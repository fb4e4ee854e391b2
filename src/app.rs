use crate::clients::{HttpLookupClient, HttpRoutingClient, RoutingClient};
use crate::config::Config;
use crate::error::AppResult;
use crate::models::{load_xlsx_rows, BatchReport, RouteRow, TravelMode, TravelModeAdvisory};
use crate::orchestrator::BatchOrchestrator;
use crate::services::{CoordinateResolver, ReportExporter, RouteCalculator, ScrapingResolver};
use crate::utils::logging::{log_rows_loaded, log_startup, print_final_stats};
use std::path::Path;
use std::sync::atomic::{AtomicBool, AtomicUsize, Ordering};
use std::sync::Arc;
use tokio::task::JoinHandle;
use tracing::{info, warn};

type HttpOrchestrator = BatchOrchestrator<ScrapingResolver<HttpLookupClient>, HttpRoutingClient>;

/// 应用主结构
pub struct App {
    config: Config,
    orchestrator: HttpOrchestrator,
    exporter: ReportExporter,
}

impl App {
    /// 初始化应用
    pub fn initialize(config: Config) -> AppResult<Self> {
        log_startup(&config);

        if config.routing_api_key.is_empty() {
            warn!("⚠️ 未设置 ROUTING_API_KEY，路由请求可能被拒绝");
        }

        let resolver = ScrapingResolver::new(HttpLookupClient::new(&config)?)?;
        let calculator = RouteCalculator::new(HttpRoutingClient::new(&config)?);
        let orchestrator = BatchOrchestrator::new(resolver, calculator)
            .with_max_concurrent_rows(config.max_concurrent_rows);

        Ok(Self {
            config,
            orchestrator,
            exporter: ReportExporter::new(),
        })
    }

    /// 运行应用主逻辑
    ///
    /// 出行方式或输入校验失败时，不处理任何行
    pub async fn run(&self) -> AppResult<BatchReport> {
        let (mode, advisory) = TravelMode::resolve(self.config.travel_mode.as_deref())?;
        if let Some(advisory) = &advisory {
            warn!("⚠️ {}", advisory);
        }

        let table = load_xlsx_rows(Path::new(&self.config.input_file)).await?;
        log_rows_loaded(table.rows.len(), table.layout, mode);

        let _signal = CtrlCGuard::install(self.orchestrator.cancel_handle());

        let report = process_batch(
            &self.orchestrator,
            &self.exporter,
            &table.rows,
            mode,
            advisory,
            Path::new(&self.config.output_file),
        )
        .await?;

        print_final_stats(&report.stats(), &self.config.output_file);
        Ok(report)
    }
}

/// 编排、附加出行方式提示并导出一次
///
/// 出行方式提示随报告返回给调用方，而不只是写进日志
pub async fn process_batch<R, C>(
    orchestrator: &BatchOrchestrator<R, C>,
    exporter: &ReportExporter,
    rows: &[RouteRow],
    mode: TravelMode,
    advisory: Option<TravelModeAdvisory>,
    output_file: &Path,
) -> AppResult<BatchReport>
where
    R: CoordinateResolver,
    C: RoutingClient,
{
    let last_percent = AtomicUsize::new(0);
    let progress = |fraction: f64| {
        let percent = (fraction * 100.0).floor() as usize;
        if percent / 10 > last_percent.load(Ordering::Relaxed) / 10 || percent == 100 {
            last_percent.store(percent, Ordering::Relaxed);
            info!("⏳ 进度: {}%", percent);
        }
    };

    let progress_fn: &dyn Fn(f64) = &progress;
    let mut report = orchestrator.run(rows, mode, Some(progress_fn)).await;
    report.advisory = advisory;

    if !report.logs.is_empty() {
        warn!("⚠️ Alguns códigos não tiveram coordenadas encontradas:");
        for entry in &report.logs {
            warn!("  {}", entry);
        }
    }

    // 无论是否有日志，只导出一次
    exporter.write_to(&report, output_file).await?;
    Ok(report)
}

/// Ctrl+C 置位取消标志，当前行完成后停止
///
/// 监听任务随 guard 一起结束，多次运行不会遗留后台任务
struct CtrlCGuard {
    handle: JoinHandle<()>,
}

impl CtrlCGuard {
    fn install(cancel: Arc<AtomicBool>) -> Self {
        let handle = tokio::spawn(async move {
            if tokio::signal::ctrl_c().await.is_ok() {
                warn!("⚠️ 收到中断信号，完成当前行后停止");
                cancel.store(true, Ordering::SeqCst);
            }
        });
        Self { handle }
    }
}

impl Drop for CtrlCGuard {
    fn drop(&mut self) {
        self.handle.abort();
    }
}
◆ ◆ ◆ ◆
Which lines run from the first of the listing to the line containing "print_final_stats(&report.stats(), &self.config.output_file);"? Reproduce those exactly, both ends included.

repository fb4e4ee854e391b2
filename src/app.rs
use crate::clients::{HttpLookupClient, HttpRoutingClient, RoutingClient};
use crate::config::Config;
use crate::error::AppResult;
use crate::models::{load_xlsx_rows, BatchReport, RouteRow, TravelMode, TravelModeAdvisory};
use crate::orchestrator::BatchOrchestrator;
use crate::services::{CoordinateResolver, ReportExporter, RouteCalculator, ScrapingResolver};
use crate::utils::logging::{log_rows_loaded, log_startup, print_final_stats};
use std::path::Path;
use std::sync::atomic::{AtomicBool, AtomicUsize, Ordering};
use std::sync::Arc;
use tokio::task::JoinHandle;
use tracing::{info, warn};

type HttpOrchestrator = BatchOrchestrator<ScrapingResolver<HttpLookupClient>, HttpRoutingClient>;

/// 应用主结构
pub struct App {
    config: Config,
    orchestrator: HttpOrchestrator,
    exporter: ReportExporter,
}

impl App {
    /// 初始化应用
    pub fn initialize(config: Config) -> AppResult<Self> {
        log_startup(&config);

        if config.routing_api_key.is_empty() {
            warn!("⚠️ 未设置 ROUTING_API_KEY，路由请求可能被拒绝");
        }

        let resolver = ScrapingResolver::new(HttpLookupClient::new(&config)?)?;
        let calculator = RouteCalculator::new(HttpRoutingClient::new(&config)?);
        let orchestrator = BatchOrchestrator::new(resolver, calculator)
            .with_max_concurrent_rows(config.max_concurrent_rows);

        Ok(Self {
            config,
            orchestrator,
            exporter: ReportExporter::new(),
        })
    }

    /// 运行应用主逻辑
    ///
    /// 出行方式或输入校验失败时，不处理任何行
    pub async fn run(&self) -> AppResult<BatchReport> {
        let (mode, advisory) = TravelMode::resolve(self.config.travel_mode.as_deref())?;
        if let Some(advisory) = &advisory {
            warn!("⚠️ {}", advisory);
        }

        let table = load_xlsx_rows(Path::new(&self.config.input_file)).await?;
        log_rows_loaded(table.rows.len(), table.layout, mode);

        let _signal = CtrlCGuard::install(self.orchestrator.cancel_handle());

        let report = process_batch(
            &self.orchestrator,
            &self.exporter,
            &table.rows,
            mode,
            advisory,
            Path::new(&self.config.output_file),
        )
        .await?;

        print_final_stats(&report.stats(), &self.config.output_file);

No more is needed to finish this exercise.